Popularny publicysta poeta urodził się 5 lutego 1956 r. W inteligentnej sowieckiej rodzinie. Rodzice mieszkali w Moskwie. Mój ojciec był wówczas znanym architektem. Matka pracowała pod jego kierownictwem. Dziecko rosło i rozwijało się w kreatywnym otoczeniu. Studiował dobrze w szkole Vulikh. Jego ulubionymi przedmiotami były historia i literatura. Otaczający ludzi, krewni i znajomi nie mieli wątpliwości, że Sasha pójdzie w ślady swojego słynnego ojca. Jednak ta okoliczność zaczęła go niepokoić z wiekiem. Rola „bladego cienia przodka” w ogóle mu nie pasowała.
Działalność twórcza
Po szkole Wulyk stanowczo odmówił wykształcenia architekta i wstąpił na wydział dziennikarstwa Moskiewskiego Uniwersytetu Państwowego. Jako student Aleksander pisał wiersze i notatki dla różnych mediów drukowanych. Na własne oczy obserwował życie korespondentów i gospodarzy telewizyjnych. Młody i utalentowany autor został przyjęty do redakcji gazety „Night Rendezvous” przez redaktora działu listów. Na tym stanowisku prowadził wierszem redakcję wierszem. Jego zdaniem nie była to jeszcze poezja, ale już nie dziennikarstwo. Poważnie zaangażowany w pisanie testów piosenek Vulykh zaczął na początku lat 90-tych.

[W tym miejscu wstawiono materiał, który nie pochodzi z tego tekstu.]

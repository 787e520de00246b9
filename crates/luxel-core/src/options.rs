//! Encoder options
//!
//! `EncodingOptions` is validated up front against the frame being encoded;
//! every out-of-range field maps to `Error::InvalidInput` so callers see
//! problems before any bits are written.

use crate::consts::{
    MAX_EFFORT, MAX_QUALITY, MAX_REFERENCE_SLOTS, MAX_RESPONSIVE_LAYERS, MAX_ROI_BOOST,
    MIN_EFFORT, MIN_QUALITY, MIN_RESPONSIVE_LAYERS,
};
use crate::{Error, ImageFrame, Patch, Result, Spline};

/// Rate-control mode
#[derive(Debug, Clone, Copy, PartialEq)]
#[cfg_attr(feature = "serde", derive(serde::Serialize, serde::Deserialize))]
pub enum EncodingMode {
    /// Bit-exact modular path
    Lossless,
    /// Quality-driven VarDCT path, quality in [0, 100]
    Lossy { quality: f32 },
    /// Butteraugli-style distance, d >= 0 (0 behaves as near-lossless)
    Distance { distance: f32 },
}

/// Color transform applied by the VarDCT path
#[derive(Debug, Clone, Copy, PartialEq, Eq)]
#[cfg_attr(feature = "serde", derive(serde::Serialize, serde::Deserialize))]
pub enum LossyColorTransform {
    YCbCr,
    Xyb,
}

/// Nested quality layers decodable at any layer boundary
#[derive(Debug, Clone, PartialEq)]
#[cfg_attr(feature = "serde", derive(serde::Serialize, serde::Deserialize))]
pub struct ResponsiveConfig {
    /// Layer count, 2 through 8
    pub layers: u8,
    /// Optional per-layer distances; must be strictly decreasing
    pub layer_distances: Option<Vec<f32>>,
}

/// Animation timing
#[derive(Debug, Clone, PartialEq)]
#[cfg_attr(feature = "serde", derive(serde::Serialize, serde::Deserialize))]
pub struct AnimationConfig {
    pub fps: f32,
    /// Tick rate is `TICKS_PER_SECOND / tps_denominator` per second
    pub tps_denominator: u32,
    /// Per-frame durations in ticks; falls back to `1000 / fps`
    pub frame_durations: Option<Vec<u32>>,
    /// 0 = loop forever
    pub num_loops: u32,
}

impl Default for AnimationConfig {
    fn default() -> Self {
        Self {
            fps: 30.0,
            tps_denominator: 1,
            frame_durations: None,
            num_loops: 0,
        }
    }
}

/// Region-of-interest quality boost
#[derive(Debug, Clone, Copy, PartialEq)]
#[cfg_attr(feature = "serde", derive(serde::Serialize, serde::Deserialize))]
pub struct RegionOfInterest {
    pub x: u32,
    pub y: u32,
    pub width: u32,
    pub height: u32,
    /// Quality points added inside the region, 0 through 50
    pub boost: f32,
    /// Feather band width in pixels around the region
    pub feather: f32,
}

/// Reference-frame policy for multi-frame encodes
#[derive(Debug, Clone, Copy, PartialEq)]
#[cfg_attr(feature = "serde", derive(serde::Serialize, serde::Deserialize))]
pub struct ReferenceFrameConfig {
    /// Force a keyframe every this many frames
    pub keyframe_interval: u32,
    /// Maximum consecutive delta frames
    pub max_delta_frames: u32,
    /// Minimum slot similarity for a delta, in [0, 1]
    pub similarity_threshold: f32,
    /// Slot count, 1 through 8
    pub max_reference_slots: u8,
}

impl Default for ReferenceFrameConfig {
    fn default() -> Self {
        Self {
            keyframe_interval: 32,
            max_delta_frames: 7,
            similarity_threshold: 0.5,
            max_reference_slots: 4,
        }
    }
}

/// Synthetic film-grain parameters
#[derive(Debug, Clone, Copy, PartialEq)]
#[cfg_attr(feature = "serde", derive(serde::Serialize, serde::Deserialize))]
pub struct NoiseConfig {
    /// Overall amplitude, 0 through 1
    pub amplitude: f32,
    /// Luma strength, 0 through 2
    pub luma_strength: f32,
    /// Chroma strength, 0 through 2
    pub chroma_strength: f32,
    /// PRNG seed; 0 means the caller seeds from time and the output is not
    /// reproducible
    pub seed: u64,
}

/// All knobs for a single encode call
#[derive(Debug, Clone, PartialEq)]
pub struct EncodingOptions {
    pub mode: EncodingMode,
    /// Encoding thoroughness, 1 (fastest) through 9 (smallest)
    pub effort: u8,
    pub progressive: bool,
    pub responsive: Option<ResponsiveConfig>,
    /// Route lossy modes through the modular path
    pub modular_for_lossy: bool,
    pub adaptive_quantization: bool,
    /// Select the rANS entropy coder instead of the RLE fast path
    pub use_ans: bool,
    /// Request the JPEG-transcode keep path (only valid for JPEG input)
    pub keep_jpeg: bool,
    pub color_transform: LossyColorTransform,
    pub animation: Option<AnimationConfig>,
    pub roi: Option<RegionOfInterest>,
    pub reference_frames: Option<ReferenceFrameConfig>,
    pub noise: Option<NoiseConfig>,
    /// Caller-provided overlays
    pub patches: Vec<Patch>,
    pub splines: Vec<Spline>,
    /// Abort with `EncodingFailed` if the output would exceed this size
    pub max_encoded_size: Option<usize>,
}

impl Default for EncodingOptions {
    fn default() -> Self {
        Self {
            mode: EncodingMode::Lossy {
                quality: crate::consts::DEFAULT_QUALITY,
            },
            effort: crate::consts::DEFAULT_EFFORT,
            progressive: false,
            responsive: None,
            modular_for_lossy: false,
            adaptive_quantization: false,
            use_ans: false,
            keep_jpeg: false,
            color_transform: LossyColorTransform::YCbCr,
            animation: None,
            roi: None,
            reference_frames: None,
            noise: None,
            patches: Vec::new(),
            splines: Vec::new(),
            max_encoded_size: None,
        }
    }
}

impl EncodingOptions {
    pub fn lossless() -> Self {
        Self {
            mode: EncodingMode::Lossless,
            ..Self::default()
        }
    }

    pub fn lossy(quality: f32) -> Self {
        Self {
            mode: EncodingMode::Lossy { quality },
            ..Self::default()
        }
    }

    pub fn with_distance(distance: f32) -> Self {
        Self {
            mode: EncodingMode::Distance { distance },
            ..Self::default()
        }
    }

    pub fn effort(mut self, effort: u8) -> Self {
        self.effort = effort;
        self
    }

    pub fn progressive(mut self, progressive: bool) -> Self {
        self.progressive = progressive;
        self
    }

    pub fn use_ans(mut self, use_ans: bool) -> Self {
        self.use_ans = use_ans;
        self
    }

    pub fn adaptive_quantization(mut self, enabled: bool) -> Self {
        self.adaptive_quantization = enabled;
        self
    }

    /// Whether this encode takes the modular (lossless) path
    pub fn is_modular(&self) -> bool {
        matches!(self.mode, EncodingMode::Lossless) || self.modular_for_lossy
    }

    /// Distance derived from the rate-control mode. Lossy quality maps
    /// linearly: quality 100 -> 0, quality 90 -> 1, quality 0 -> 10.
    pub fn distance(&self) -> f32 {
        match self.mode {
            EncodingMode::Lossless => 0.0,
            EncodingMode::Distance { distance } => distance,
            EncodingMode::Lossy { quality } => ((MAX_QUALITY - quality) / 10.0).max(0.0),
        }
    }

    /// Validate option ranges and cross-checks against the target frame
    pub fn validate(&self, frame: &ImageFrame) -> Result<()> {
        match self.mode {
            EncodingMode::Lossy { quality } => {
                if !(MIN_QUALITY..=MAX_QUALITY).contains(&quality) || quality.is_nan() {
                    return Err(Error::invalid(format!(
                        "quality {} out of [0, 100]",
                        quality
                    )));
                }
            }
            EncodingMode::Distance { distance } => {
                if distance < 0.0 || distance.is_nan() {
                    return Err(Error::invalid(format!("negative distance {}", distance)));
                }
            }
            EncodingMode::Lossless => {}
        }

        if !(MIN_EFFORT..=MAX_EFFORT).contains(&self.effort) {
            return Err(Error::invalid(format!("effort {} not in 1..9", self.effort)));
        }

        if self.keep_jpeg {
            // Raw pixel input cannot take the JPEG-transcode keep path.
            return Err(Error::NotSupported(
                "keep_jpeg requires JPEG bitstream input, got raw pixels".to_string(),
            ));
        }

        if let Some(responsive) = &self.responsive {
            if !(MIN_RESPONSIVE_LAYERS..=MAX_RESPONSIVE_LAYERS).contains(&responsive.layers) {
                return Err(Error::invalid(format!(
                    "responsive layer count {} not in 2..8",
                    responsive.layers
                )));
            }
            if let Some(distances) = &responsive.layer_distances {
                if distances.len() != responsive.layers as usize {
                    return Err(Error::invalid(format!(
                        "{} layer distances for {} layers",
                        distances.len(),
                        responsive.layers
                    )));
                }
                for pair in distances.windows(2) {
                    if pair[1] >= pair[0] {
                        return Err(Error::invalid(
                            "responsive layer distances must be strictly decreasing",
                        ));
                    }
                }
            }
        }

        if let Some(roi) = &self.roi {
            if roi.x + roi.width > frame.width() || roi.y + roi.height > frame.height() {
                return Err(Error::invalid("ROI exceeds image bounds"));
            }
            if !(0.0..=MAX_ROI_BOOST).contains(&roi.boost) {
                return Err(Error::invalid(format!(
                    "ROI boost {} out of [0, 50]",
                    roi.boost
                )));
            }
            if roi.feather < 0.0 {
                return Err(Error::invalid("negative ROI feather radius"));
            }
        }

        if let Some(refs) = &self.reference_frames {
            if refs.max_reference_slots == 0 || refs.max_reference_slots > MAX_REFERENCE_SLOTS {
                return Err(Error::invalid(format!(
                    "reference slot count {} not in 1..8",
                    refs.max_reference_slots
                )));
            }
            if !(0.0..=1.0).contains(&refs.similarity_threshold) {
                return Err(Error::invalid("similarity threshold out of [0, 1]"));
            }
        }

        if let Some(animation) = &self.animation {
            if animation.fps <= 0.0 || animation.tps_denominator == 0 {
                return Err(Error::invalid("animation timing must be positive"));
            }
        }

        if let Some(noise) = &self.noise {
            if !(0.0..=1.0).contains(&noise.amplitude)
                || !(0.0..=2.0).contains(&noise.luma_strength)
                || !(0.0..=2.0).contains(&noise.chroma_strength)
            {
                return Err(Error::invalid("noise parameters out of range"));
            }
        }

        for patch in &self.patches {
            patch.validate(frame.width(), frame.height())?;
        }
        for spline in &self.splines {
            spline.validate()?;
        }

        Ok(())
    }
}

#[cfg(test)]
mod tests {
    use super::*;
    use crate::{ColorChannels, PixelType};

    fn frame() -> ImageFrame {
        ImageFrame::new(32, 32, ColorChannels::Rgb, PixelType::U8).unwrap()
    }

    #[test]
    fn defaults_validate() {
        assert!(EncodingOptions::default().validate(&frame()).is_ok());
    }

    #[test]
    fn quality_bounds() {
        assert!(EncodingOptions::lossy(101.0).validate(&frame()).is_err());
        assert!(EncodingOptions::lossy(-1.0).validate(&frame()).is_err());
        assert!(EncodingOptions::lossy(0.0).validate(&frame()).is_ok());
    }

    #[test]
    fn effort_bounds() {
        assert!(EncodingOptions::lossless().effort(0).validate(&frame()).is_err());
        assert!(EncodingOptions::lossless().effort(10).validate(&frame()).is_err());
        assert!(EncodingOptions::lossless().effort(9).validate(&frame()).is_ok());
    }

    #[test]
    fn keep_jpeg_not_supported_for_raw() {
        let mut options = EncodingOptions::default();
        options.keep_jpeg = true;
        assert!(matches!(
            options.validate(&frame()),
            Err(Error::NotSupported(_))
        ));
    }

    #[test]
    fn responsive_distances_must_decrease() {
        let mut options = EncodingOptions::default();
        options.responsive = Some(ResponsiveConfig {
            layers: 3,
            layer_distances: Some(vec![4.0, 2.0, 2.0]),
        });
        assert!(options.validate(&frame()).is_err());

        options.responsive = Some(ResponsiveConfig {
            layers: 3,
            layer_distances: Some(vec![4.0, 2.0, 1.0]),
        });
        assert!(options.validate(&frame()).is_ok());
    }

    #[test]
    fn roi_bounds_checked() {
        let mut options = EncodingOptions::default();
        options.roi = Some(RegionOfInterest {
            x: 16,
            y: 16,
            width: 17,
            height: 8,
            boost: 10.0,
            feather: 4.0,
        });
        assert!(options.validate(&frame()).is_err());
    }

    #[test]
    fn quality_to_distance() {
        assert_eq!(EncodingOptions::lossy(100.0).distance(), 0.0);
        assert_eq!(EncodingOptions::lossy(90.0).distance(), 1.0);
        assert_eq!(EncodingOptions::lossy(75.0).distance(), 2.5);
    }
}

Poetycka kreatywność została zauważona, doceniona i zaproszona przez autora do poprowadzenia kolumny „Verse of the Day by Alexander Vulykh” w „Russian Radio”. Każdego dnia, dokładnie o godzinie 11 w powietrzu, poetyckie linie zabrzmiały w nagłym temacie. W tym samym czasie Aleksanderowi udało się zorganizować własne występy solo. Wspólnie z kompozytorem Vadimem Stepantovowem regularnie występowali wieczorami w Muzeum Majakowskiego.